**PROBLEM**
Your task is to print every entry below exactly as given.

START DATASET RECORDS

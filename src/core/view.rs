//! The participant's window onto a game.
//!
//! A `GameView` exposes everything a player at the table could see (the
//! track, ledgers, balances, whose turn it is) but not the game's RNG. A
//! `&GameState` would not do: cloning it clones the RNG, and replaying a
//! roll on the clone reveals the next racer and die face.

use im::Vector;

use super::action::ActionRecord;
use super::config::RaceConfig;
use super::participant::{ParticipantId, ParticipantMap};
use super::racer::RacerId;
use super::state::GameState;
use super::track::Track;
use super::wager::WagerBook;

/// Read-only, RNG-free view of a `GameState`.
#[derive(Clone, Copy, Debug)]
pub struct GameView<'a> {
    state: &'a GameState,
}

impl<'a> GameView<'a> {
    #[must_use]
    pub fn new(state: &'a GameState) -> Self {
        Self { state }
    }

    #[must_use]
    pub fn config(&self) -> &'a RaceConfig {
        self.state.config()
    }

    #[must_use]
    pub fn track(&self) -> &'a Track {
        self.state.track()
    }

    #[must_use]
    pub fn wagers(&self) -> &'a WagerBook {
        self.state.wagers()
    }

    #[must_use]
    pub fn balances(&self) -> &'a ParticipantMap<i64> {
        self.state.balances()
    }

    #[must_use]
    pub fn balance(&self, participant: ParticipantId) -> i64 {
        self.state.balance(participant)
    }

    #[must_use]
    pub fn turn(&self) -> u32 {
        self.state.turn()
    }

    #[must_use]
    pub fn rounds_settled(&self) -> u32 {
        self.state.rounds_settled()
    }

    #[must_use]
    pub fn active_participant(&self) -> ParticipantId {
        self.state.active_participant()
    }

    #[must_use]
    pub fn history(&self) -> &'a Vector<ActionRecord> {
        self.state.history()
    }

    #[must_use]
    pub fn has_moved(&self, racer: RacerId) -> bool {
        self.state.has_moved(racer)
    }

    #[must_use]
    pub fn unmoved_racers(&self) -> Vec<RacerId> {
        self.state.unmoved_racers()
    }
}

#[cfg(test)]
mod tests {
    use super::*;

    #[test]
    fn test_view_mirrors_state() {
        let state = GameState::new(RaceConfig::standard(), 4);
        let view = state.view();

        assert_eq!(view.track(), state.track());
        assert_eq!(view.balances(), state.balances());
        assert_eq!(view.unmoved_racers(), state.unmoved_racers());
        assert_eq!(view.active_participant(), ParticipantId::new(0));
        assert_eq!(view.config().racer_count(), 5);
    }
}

END DATASET RECORDS

**SOLVED PROBLEM**
filename src/core/view.rs
//! The participant's window onto a game.
//!
//! A `GameView` exposes everything a player at the table could see (the
//! track, ledgers, balances, whose turn it is) but not the game's RNG. A
//! `&GameState` would not do: cloning it clones the RNG, and replaying a
//! roll on the clone reveals the next racer and die face.

use im::Vector;

use super::action::ActionRecord;
use super::config::RaceConfig;
use super::participant::{ParticipantId, ParticipantMap};
use super::racer::RacerId;
use super::state::GameState;
use super::track::Track;
use super::wager::WagerBook;

/// Read-only, RNG-free view of a `GameState`.
#[derive(Clone, Copy, Debug)]
pub struct GameView<'a> {
    state: &'a GameState,
}

impl<'a> GameView<'a> {
    #[must_use]
    pub fn new(state: &'a GameState) -> Self {
        Self { state }
    }

    #[must_use]
    pub fn config(&self) -> &'a RaceConfig {
        self.state.config()
    }

    #[must_use]
    pub fn track(&self) -> &'a Track {
        self.state.track()
    }

    #[must_use]
    pub fn wagers(&self) -> &'a WagerBook {
        self.state.wagers()
    }

    #[must_use]
    pub fn balances(&self) -> &'a ParticipantMap<i64> {
        self.state.balances()
    }

    #[must_use]
    pub fn balance(&self, participant: ParticipantId) -> i64 {
        self.state.balance(participant)
    }

    #[must_use]
    pub fn turn(&self) -> u32 {
        self.state.turn()
    }

    #[must_use]
    pub fn rounds_settled(&self) -> u32 {
        self.state.rounds_settled()
    }

    #[must_use]
    pub fn active_participant(&self) -> ParticipantId {
        self.state.active_participant()
    }

    #[must_use]
    pub fn history(&self) -> &'a Vector<ActionRecord> {
        self.state.history()
    }

    #[must_use]
    pub fn has_moved(&self, racer: RacerId) -> bool {
        self.state.has_moved(racer)
    }

    #[must_use]
    pub fn unmoved_racers(&self) -> Vec<RacerId> {
        self.state.unmoved_racers()
    }
}

#[cfg(test)]
mod tests {
    use super::*;

    #[test]
    fn test_view_mirrors_state() {
        let state = GameState::new(RaceConfig::standard(), 4);
        let view = state.view();

        assert_eq!(view.track(), state.track());
        assert_eq!(view.balances(), state.balances());
        assert_eq!(view.unmoved_racers(), state.unmoved_racers());
        assert_eq!(view.active_participant(), ParticipantId::new(0));
        assert_eq!(view.config().racer_count(), 5);
    }
}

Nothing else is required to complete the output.